Дом колебался в вихре огня, на глазах погибало всё нажитое за годы: утварь и кожи, бабкина резная прялка и мой так и не доделанный мячик… Всё, что мы могли ещё совершить, это помочь уберечь соседние дома, из которых выбегали испуганные, наспех прибранные люди. Вот-вот чёрными птицами полетят по дворам горячие головешки – долго ли всему городу заняться!
Добрыня молча схватил багор, лежавший у него под навесом, за чанами, и кинулся на огонь, будто на лютого змея: умру, мол, а не пропущу…
Много труда приняли мы в ту ночь. Не мы одни: как оборониться от беды, если не сообща? Народу набежало отовсюду – кто с шестами, кто с баграми, кто с вёдрами. И княжьи из крепости подоспели, приодетые, в чём сидели на пиру, в том сорвались. И тоже кинулись, будто в бой. Ни себя не щадили, ни праздничных одежд. Сгорит город, больше утратят!.. Я мельком разглядел меж ними Жизномира и улучил миг подивиться: надо же, вроде и сердце держал на моего усмаря, и обиду злую ему затевал, а ныне вот катил прочь дымившееся бревно и походя тушил снегом дорогой затлевший рукав… и, кажется, даже щёку себе обжёг…
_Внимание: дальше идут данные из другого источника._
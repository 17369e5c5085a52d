//! Journal entry types
//!
//! One planned transfer per line of the journal.

use serde::{Deserialize, Serialize};
use std::path::{Path, PathBuf};

/// A planned transfer of one file.
///
/// Serialized as `{"original_path": ..., "output_path": ...}`, one object
/// per journal line.
#[derive(Debug, Clone, PartialEq, Eq, Serialize, Deserialize)]
pub struct PlanEntry {
    /// Source path as discovered
    pub original_path: PathBuf,
    /// Planned destination
    pub output_path: PathBuf,
}

impl PlanEntry {
    pub fn new(original_path: impl Into<PathBuf>, output_path: impl Into<PathBuf>) -> Self {
        Self {
            original_path: original_path.into(),
            output_path: output_path.into(),
        }
    }

    /// Get a human-readable description of this entry
    pub fn description(&self) -> String {
        format!(
            "{} -> {}",
            self.original_path.display(),
            self.output_path.display()
        )
    }

    /// Directory the destination lives in
    pub fn output_dir(&self) -> Option<&Path> {
        self.output_path.parent()
    }
}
Я уже думал – век вечный буду тащить что-то из огня, руками в волдырях хватать когда топор, когда деревянные вёдра, бросаться то от дома, то к дому – с мороза в бешеный жар!
Добрыню несколько раз окатывали водой, чтобы заживо не сгорел. Лез парень вперёд всех, в самое пекло, одежда на нём вспыхивала то и дело. А водичка была – в десяти шагах от огня плевок мёрз на лету. Тут думай, как бы не застыл ещё да не слёг, даром что ростом не про всякую дверь!